Of course, if you want to take advantage of this, you’ve got to actually have some infrastructure for local indexing. I bet Terry Reese and LibraryFind are excited about this; my understanding is that while LibraryFind will do a broadcast search, it’s really happiest with locally indexed data.
I don’t know how many libraries have a flexible local index search application up and running. (I suppose you could translate their XML to MARC and load it in your traditional ILS/catalog software — but I don’t think you want to. ) I think you can buy an add-on to Ex Libris Metalib for locally indexed content. I suspect few do.
On the other hand
Meanwhile, other vendors are still suspicious not only of giving you metadata for local indexing, but of even broadcast federated search. When a customer recently approached Scopus encouraging them to improve the Scopus APIs used by Metalib for broadcast search, to let Metalib do a better job, a Scopus representative said in email:
On the “returning of the abstract text” [so abstracts could be included in federated search results] we see a more important role for Scopus as the main interface for search and retrieval of articles, than just a content source for Metalib. Would it be possible to make Scopus more visible on your website?
Aka, “You want us to make federated search work better? Can’t you just have your users use Scopus instead of federated search?” Well, no, we can’t.
Federated search not going away, Scopus
Here at MPOW, we certainly don’t hide Scopus or any other native interfaces. But we believe, and have evidence to support, that offering federated search in addition is a valuable service for our users. David Walker’s usage statistics at CSU seem to suggest that the presence of federated search doesn’t reduce use of native interfaces — it just increases database use over all, as people add federated search on top of that.

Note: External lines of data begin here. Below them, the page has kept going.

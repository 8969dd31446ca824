//! Shared test constants and helpers for integration tests.

#![allow(dead_code)]

use std::fs;
use std::path::{Path, PathBuf};

/// Bibcodes used across the integration tests.
pub const SCHLEGEL: &str = "1998ApJ...500..525S";
pub const KIEHLMANN: &str = "2016A&A...590A..10K";
pub const KIEHLMANN_NO_AMP: &str = "2016AA...590A..10K";
pub const BLINOV: &str = "2019MNRAS.482.5023B";

/// Fields requested from ADS, joined as sent in the `fl` parameter.
pub fn field_list() -> String {
    tex2bib::ads::FIELDS.join(",")
}

/// Build an ADS search response containing one article per bibcode.
///
/// Each document gets an author `Author{last char}` and a title `Title {bibcode}`.
pub fn ads_body(bibcodes: &[&str]) -> String {
    let docs: Vec<serde_json::Value> = bibcodes
        .iter()
        .map(|bibcode| {
            serde_json::json!({
                "bibcode": bibcode,
                "author": [format!("Author{}, A.", bibcode.chars().last().unwrap_or('X'))],
                "title": [format!("Title {}", bibcode)],
                "pub": "The Astrophysical Journal",
                "year": &bibcode[..4],
                "pubdate": format!("{}-03-00", &bibcode[..4]),
                "doctype": "article",
            })
        })
        .collect();

    serde_json::json!({
        "responseHeader": {"status": 0},
        "response": {"numFound": docs.len(), "start": 0, "docs": docs},
    })
    .to_string()
}

/// The `q` parameter ADS should receive for a batch.
pub fn bibcode_query(bibcodes: &[&str]) -> String {
    let terms: Vec<String> = bibcodes.iter().map(|b| format!("\"{}\"", b)).collect();
    format!("bibcode:({})", terms.join(" OR "))
}

/// Write a file under `dir` and return its path.
pub fn write_file(dir: &Path, name: &str, content: &str) -> PathBuf {
    let path = dir.join(name);
    fs::write(&path, content).unwrap();
    path
}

(Interstingly, Scopus actually offers pretty good APIs compared with their peers who usually offer no APIs to customers. This doesn’t seem to jibe with their apparent resistance to using Scopus through anything but the Scopus native interface. Go figure.)
So it’ll probably be quite some time until all the major vendors (let alone all of our content/search providers) are willing to provide metadata for local indexing.
This creates issues of it’s own in figuring out interfaces. It’s tricky to have a setup that’s: You can use this search interface (local index) to search some of our licensed scholarly databases, but you can use this other one (broadcast federation) to search more of them, but you can’t really get all of them except by searching one by one native interfaces. Sigh.
One obvious solution might initially seem to be offering interfaces that search both locally indexed and remote-broadcast with one unified merged result list. But sadly, for a variety of reasons, that doens’t work too well, it kinds of ends up bringing down even the locally indexed content to the sort of lowest common denominator of slow, poorly ranked, poorly facetted broadcast search. In Ex Libris Primo, which theoretically allows merged result set combining local and broadcast results, as far as I know no customers actually choose to take advantage of this feature.